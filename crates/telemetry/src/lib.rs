pub mod logging;
pub mod metrics;

pub use logging::{init_structured_logging, init_with_service, LogConfig, LogFormat, LoggingGuard};
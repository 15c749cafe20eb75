use lazy_static::lazy_static;
use prometheus::{
    Encoder, HistogramOpts, HistogramVec, IntCounterVec, IntGaugeVec, Opts, Registry, TextEncoder,
};

lazy_static! {
    pub static ref REGISTRY: Registry = Registry::new();

    // ==== Frame analysis ====
    pub static ref CROWD_FRAMES_ANALYZED: IntCounterVec = {
        let metric = IntCounterVec::new(
            Opts::new("crowd_frames_analyzed_total", "Frames run through the analytics core"),
            &["mode"],
        )
        .expect("metric can be created");
        REGISTRY.register(Box::new(metric.clone())).ok();
        metric
    };

    pub static ref CROWD_DETECTOR_INVOCATIONS: IntCounterVec = {
        let metric = IntCounterVec::new(
            Opts::new("crowd_detector_invocations_total", "Detector calls, skipped frames excluded"),
            &["mode", "detector"],
        )
        .expect("metric can be created");
        REGISTRY.register(Box::new(metric.clone())).ok();
        metric
    };

    pub static ref CROWD_FRAME_LATENCY: HistogramVec = {
        let metric = HistogramVec::new(
            HistogramOpts::new(
                "crowd_frame_latency_seconds",
                "Wall time per frame including detection, analysis and rendering",
            )
            .buckets(vec![0.005, 0.01, 0.025, 0.05, 0.1, 0.25, 0.5, 1.0, 2.5]),
            &["mode"],
        )
        .expect("metric can be created");
        REGISTRY.register(Box::new(metric.clone())).ok();
        metric
    };

    // ==== Alerts ====
    pub static ref CROWD_ALERTS_EMITTED: IntCounterVec = {
        let metric = IntCounterVec::new(
            Opts::new("crowd_alerts_emitted_total", "Congestion alerts sent to clients"),
            &["type"],
        )
        .expect("metric can be created");
        REGISTRY.register(Box::new(metric.clone())).ok();
        metric
    };

    // ==== Sessions ====
    pub static ref CROWD_ACTIVE_SESSIONS: IntGaugeVec = {
        let metric = IntGaugeVec::new(
            Opts::new("crowd_active_sessions", "Analysis sessions currently running"),
            &["mode"],
        )
        .expect("metric can be created");
        REGISTRY.register(Box::new(metric.clone())).ok();
        metric
    };

    pub static ref CROWD_BATCH_JOBS: IntCounterVec = {
        let metric = IntCounterVec::new(
            Opts::new("crowd_batch_jobs_total", "Uploaded videos processed"),
            &["status"],
        )
        .expect("metric can be created");
        REGISTRY.register(Box::new(metric.clone())).ok();
        metric
    };
}

/// Render every registered metric in the Prometheus text format.
pub fn render() -> Result<String, prometheus::Error> {
    let encoder = TextEncoder::new();
    let mut buffer = Vec::new();
    encoder.encode(&REGISTRY.gather(), &mut buffer)?;
    String::from_utf8(buffer).map_err(|e| prometheus::Error::Msg(e.to_string()))
}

DESCRIPTION OF THE TASK - Copy down each line in the entries that has the word "TextEncoder".

RESPONSE BELOW -
    Encoder, HistogramOpts, HistogramVec, IntCounterVec, IntGaugeVec, Opts, Registry, TextEncoder,
    let encoder = TextEncoder::new();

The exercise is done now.